Stored items

• • • •

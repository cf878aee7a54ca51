// crates/pt-engine/tests/scenarios.rs
//
// End-to-end dispatch scenarios driven through real `libloading`-
// loaded cdylib fixtures rather than mocked plugin tables. Each
// scenario's fixture interfaces are exclusive to that scenario (no two
// tests read the same atomic counter), so the tests are safe under
// cargo's default parallel test execution despite all loading the
// same on-disk cdylib.

mod common;

use libloading::{Library, Symbol};

use pt_engine::Engine;
use pt_types::rule::{RuleEndpointSource, RuleEndpointTarget, RETURN_VALUE_PARAM_INDEX};
use pt_types::{TransferMode, TransferRule, Value};

fn seeded(plugin: &str, source_interface: &str, target_interface: &str, param_index: i32, literal: &str) -> TransferRule {
    let mut rule = TransferRule::unicast(
        RuleEndpointSource {
            plugin: plugin.to_string(),
            interface: source_interface.to_string(),
            param_index: RETURN_VALUE_PARAM_INDEX,
        },
        RuleEndpointTarget {
            plugin: plugin.to_string(),
            interface: target_interface.to_string(),
            param_index,
            target_plugin_path: None,
        },
    );
    rule.target_param_value = Some(literal.to_string());
    rule
}

fn unicast_return(plugin: &str, source_interface: &str, target_interface: &str, target_param_index: i32) -> TransferRule {
    TransferRule::unicast(
        RuleEndpointSource {
            plugin: plugin.to_string(),
            interface: source_interface.to_string(),
            param_index: RETURN_VALUE_PARAM_INDEX,
        },
        RuleEndpointTarget {
            plugin: plugin.to_string(),
            interface: target_interface.to_string(),
            param_index: target_param_index,
            target_plugin_path: None,
        },
    )
}

#[test]
fn scenario_1_simple_two_arg_add() {
    let path = common::fixture_artifact("pt-fixture-plugin");
    let mut engine = Engine::new();
    let descriptor = engine.load_plugin(&path).expect("plugin loads").clone();
    let name = descriptor.name.clone();

    engine.set_rules(vec![
        seeded(&name, "Starter", "Add", 0, "3"),
        seeded(&name, "Starter", "Add", 1, "4"),
        unicast_return(&name, "Add", "FormatDouble", 0),
    ]);

    let rc = engine.call_plugin(&name, "Starter", RETURN_VALUE_PARAM_INDEX, Value::Int32(0));
    assert_eq!(rc, 0);

    let lib = unsafe { Library::new(&path) }.expect("reload fixture for accessors");
    let add_result: Symbol<unsafe extern "C" fn() -> f64> = unsafe { lib.get(b"fixture_add_last_result") }.unwrap();
    assert_eq!(unsafe { add_result() }, 7.0);

    let format_ptr: Symbol<unsafe extern "C" fn() -> *const std::os::raw::c_char> =
        unsafe { lib.get(b"fixture_format_double_last_ptr") }.unwrap();
    let ptr = unsafe { format_ptr() };
    assert!(!ptr.is_null());
    let formatted = unsafe { std::ffi::CStr::from_ptr(ptr) }.to_str().unwrap();
    assert_eq!(formatted, "7.000000");
}

#[test]
fn scenario_2_setgroup_atomic_write() {
    let path = common::fixture_artifact("pt-fixture-plugin");
    let mut engine = Engine::new();
    let descriptor = engine.load_plugin(&path).expect("plugin loads").clone();
    let name = descriptor.name.clone();

    let mut member0 = unicast_return(&name, "F", "G", 0);
    member0.set_group = Some("p".to_string());
    let mut member1 = unicast_return(&name, "F", "G", 1);
    member1.set_group = Some("p".to_string());

    engine.set_rules(vec![seeded(&name, "Boot", "F", 0, "5"), member0, member1]);

    let rc = engine.call_plugin(&name, "Boot", RETURN_VALUE_PARAM_INDEX, Value::Int32(0));
    assert_eq!(rc, 0);

    let lib = unsafe { Library::new(&path) }.expect("reload fixture for accessors");
    let f_calls: Symbol<unsafe extern "C" fn() -> i64> = unsafe { lib.get(b"fixture_f_call_count") }.unwrap();
    let g_calls: Symbol<unsafe extern "C" fn() -> i64> = unsafe { lib.get(b"fixture_g_call_count") }.unwrap();

    // One bootstrap invocation plus one fresh re-invocation per group
    // member.
    assert_eq!(unsafe { f_calls() }, 3);
    // Tgt.g only becomes ready once both group members have written
    // their slot, so it fires exactly once.
    assert_eq!(unsafe { g_calls() }, 1);
}

#[test]
fn scenario_3_broadcast_fan_out() {
    let path = common::fixture_artifact("pt-fixture-plugin");
    let mut engine = Engine::new();
    let descriptor = engine.load_plugin(&path).expect("plugin loads").clone();
    let name = descriptor.name.clone();

    let broadcast_to = |target: &str| {
        let mut rule = TransferRule::unicast(
            RuleEndpointSource {
                plugin: name.clone(),
                interface: "Ev".to_string(),
                param_index: 0,
            },
            RuleEndpointTarget {
                plugin: name.clone(),
                interface: target.to_string(),
                param_index: 0,
                target_plugin_path: None,
            },
        );
        rule.transfer_mode = TransferMode::Broadcast;
        rule
    };
    let rule_a = broadcast_to("RecvA");
    let rule_b = broadcast_to("RecvB");

    engine.set_rules(vec![rule_a, rule_b]);

    let rc = engine.transfer_pointer(&name, "Ev", 0, Value::Int32(42), "int32");
    assert_eq!(rc, 0);

    let lib = unsafe { Library::new(&path) }.expect("reload fixture for accessors");
    let recv_a: Symbol<unsafe extern "C" fn() -> i64> = unsafe { lib.get(b"fixture_recv_a_count") }.unwrap();
    let recv_b: Symbol<unsafe extern "C" fn() -> i64> = unsafe { lib.get(b"fixture_recv_b_count") }.unwrap();
    assert_eq!(unsafe { recv_a() }, 1);
    assert_eq!(unsafe { recv_b() }, 1);
}

#[test]
fn scenario_4_unicast_tie_break() {
    let path = common::fixture_artifact("pt-fixture-plugin");
    let mut engine = Engine::new();
    let descriptor = engine.load_plugin(&path).expect("plugin loads").clone();
    let name = descriptor.name.clone();

    let source = || RuleEndpointSource {
        plugin: name.clone(),
        interface: "Tie".to_string(),
        param_index: 0,
    };
    let target_x = || RuleEndpointTarget {
        plugin: name.clone(),
        interface: "X".to_string(),
        param_index: 0,
        target_plugin_path: None,
    };

    let duplicate_first = TransferRule::unicast(source(), target_x());
    let duplicate_second = TransferRule::unicast(source(), target_x());
    let distinct_target = TransferRule::unicast(
        source(),
        RuleEndpointTarget {
            plugin: name.clone(),
            interface: "Y".to_string(),
            param_index: 0,
            target_plugin_path: None,
        },
    );

    engine.set_rules(vec![duplicate_first, duplicate_second, distinct_target]);

    let rc = engine.call_plugin(&name, "Tie", 0, Value::Int32(9));
    assert_eq!(rc, 0);

    let lib = unsafe { Library::new(&path) }.expect("reload fixture for accessors");
    let x_calls: Symbol<unsafe extern "C" fn() -> i64> = unsafe { lib.get(b"fixture_x_call_count") }.unwrap();
    let x_value: Symbol<unsafe extern "C" fn() -> i32> = unsafe { lib.get(b"fixture_x_last_value") }.unwrap();
    let y_calls: Symbol<unsafe extern "C" fn() -> i64> = unsafe { lib.get(b"fixture_y_call_count") }.unwrap();

    // The first duplicate is suppressed by the exact-duplicate
    // lookahead; only the second rule's target is ever invoked.
    assert_eq!(unsafe { x_calls() }, 1);
    assert_eq!(unsafe { x_value() }, 9);
    // A rule targeting a different slot is unaffected by the
    // suppression and fires independently.
    assert_eq!(unsafe { y_calls() }, 1);
}

#[test]
fn scenario_5_cycle_rejection() {
    let path_a = common::fixture_artifact("pt-fixture-plugin-a");
    let path_b = common::fixture_artifact("pt-fixture-plugin-b");

    let mut engine = Engine::new();
    let descriptor_a = engine.load_plugin(&path_a).expect("plugin a loads").clone();
    let descriptor_b = engine.load_plugin(&path_b).expect("plugin b loads").clone();
    let name_a = descriptor_a.name.clone();
    let name_b = descriptor_b.name.clone();

    engine.set_rules(vec![
        TransferRule::unicast(
            RuleEndpointSource {
                plugin: name_a.clone(),
                interface: "f".to_string(),
                param_index: RETURN_VALUE_PARAM_INDEX,
            },
            RuleEndpointTarget {
                plugin: name_b.clone(),
                interface: "g".to_string(),
                param_index: 0,
                target_plugin_path: None,
            },
        ),
        TransferRule::unicast(
            RuleEndpointSource {
                plugin: name_b.clone(),
                interface: "g".to_string(),
                param_index: RETURN_VALUE_PARAM_INDEX,
            },
            RuleEndpointTarget {
                plugin: name_a.clone(),
                interface: "f".to_string(),
                param_index: 0,
                target_plugin_path: None,
            },
        ),
    ]);

    let rc = engine.call_plugin(&name_a, "f", RETURN_VALUE_PARAM_INDEX, Value::Int32(1));
    // One rule (A.f -> B.g) succeeds at the top level; the chain's
    // second attempt to re-enter B.g is rejected deeper in the
    // recursion, but that rejection doesn't change the top-level
    // outcome — dispatch terminates cleanly with a success return.
    assert_eq!(rc, 0);

    let lib_a = unsafe { Library::new(&path_a) }.expect("reload fixture a for accessors");
    let lib_b = unsafe { Library::new(&path_b) }.expect("reload fixture b for accessors");
    let f_calls: Symbol<unsafe extern "C" fn() -> i64> = unsafe { lib_a.get(b"fixture_f_call_count") }.unwrap();
    let g_calls: Symbol<unsafe extern "C" fn() -> i64> = unsafe { lib_b.get(b"fixture_g_call_count") }.unwrap();

    assert_eq!(unsafe { g_calls() }, 1);
    assert_eq!(unsafe { f_calls() }, 1);
}

#[test]
fn scenario_6_variadic_gap() {
    let path = common::fixture_artifact("pt-fixture-plugin");
    let mut engine = Engine::new();
    let descriptor = engine.load_plugin(&path).expect("plugin loads").clone();
    let name = descriptor.name.clone();

    let rule = seeded(&name, "Gap", "V", 3, "99");
    engine.set_rules(vec![rule]);

    let rc = engine.call_plugin(&name, "Gap", RETURN_VALUE_PARAM_INDEX, Value::Int32(0));
    // Writing slot 3 while slots 0..2 are unwritten is a parameter
    // gap; the target is never invoked.
    assert_eq!(rc, -1);

    let lib = unsafe { Library::new(&path) }.expect("reload fixture for accessors");
    let v_last_count: Symbol<unsafe extern "C" fn() -> i32> = unsafe { lib.get(b"fixture_v_last_count") }.unwrap();
    assert_eq!(unsafe { v_last_count() }, -1);
}
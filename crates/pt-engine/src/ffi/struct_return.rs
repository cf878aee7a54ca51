// crates/pt-engine/src/ffi/struct_return.rs
//
// Owning guard for a caller-allocated struct-by-value return buffer.
// Encapsulated in a scoped owner so fan-out only threads a reference
// through, and the buffer is freed as soon as the guard drops — a
// per-SetGroup-member buffer lifetime rather than batching frees at
// the end of a whole group.

pub struct StructReturn {
    buffer: Vec<u8>,
}

impl StructReturn {
    pub fn new(size: usize) -> Self {
        Self {
            buffer: vec![0u8; size],
        }
    }

    pub fn as_mut_ptr(&mut self) -> *mut u8 {
        self.buffer.as_mut_ptr()
    }

    pub fn bytes(&self) -> &[u8] {
        &self.buffer
    }

    pub fn len(&self) -> usize {
        self.buffer.len()
    }

    pub fn is_empty(&self) -> bool {
        self.buffer.is_empty()
    }
}
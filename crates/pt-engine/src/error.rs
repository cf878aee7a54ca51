// crates/pt-engine/src/error.rs
//
// Error types. Plugin load failures are true exceptional paths and get
// a hand-written `PtError` implementing `std::error::Error` directly
// (no `thiserror`). Everything on the hot dispatch path uses the two
// small result enums below instead, which the public API narrows to a
// `0`/`1`/`-1` integer contract.

use std::fmt;

#[derive(Debug)]
pub enum PtError {
    PluginLoadFailed { path: std::path::PathBuf },
    SymbolResolutionFailed { plugin: String, symbol: String },
    IntrospectionFailed { path: std::path::PathBuf },
}

impl fmt::Display for PtError {
    fn fmt(&self, f: &mut fmt::Formatter<'_>) -> fmt::Result {
        match self {
            PtError::PluginLoadFailed { path } => {
                write!(f, "failed to load plugin library at {}", path.display())
            }
            PtError::SymbolResolutionFailed { plugin, symbol } => {
                write!(f, "plugin {plugin} does not export symbol {symbol}")
            }
            PtError::IntrospectionFailed { path } => {
                write!(f, "plugin introspection failed for {}", path.display())
            }
        }
    }
}

impl std::error::Error for PtError {}

/// Outcome of one rule-dispatch pass. Internal: the public
/// `TransferPointer`/`CallPlugin` entry points narrow this to an
/// integer.
#[derive(Debug, Clone, Copy, PartialEq, Eq)]
pub enum DispatchOutcome {
    Dispatched { success_count: usize },
    NoMatch,
    Rejected(RejectReason),
}

impl DispatchOutcome {
    /// Maps onto the public `0` (at least one success) / `-1` (nothing
    /// matched or succeeded) contract.
    pub fn as_raw(&self) -> i32 {
        match self {
            DispatchOutcome::Dispatched { success_count } if *success_count > 0 => 0,
            _ => -1,
        }
    }
}

#[derive(Debug, Clone, Copy, PartialEq, Eq)]
pub enum RejectReason {
    CycleDetected,
    InvalidArgument,
}

/// Outcome of preparing and invoking a single target.
#[derive(Debug, Clone, Copy, PartialEq, Eq)]
pub enum PrepareError {
    PluginUnavailable,
    ConditionNotMet,
    ParamIndexOutOfRange,
    ParameterGap,
    ReadinessMiss,
    VariadicEnvelopeTooSmall,
    MissingReturnSize,
    CallFailed,
    CycleDetected,
    LiteralParseFailed,
}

• • • •

_Exercise instructions_.
From the records above, copy each line in which the string "fires" occurs.

_Result below_.
    // their slot, so it fires exactly once.
    // suppression and fires independently.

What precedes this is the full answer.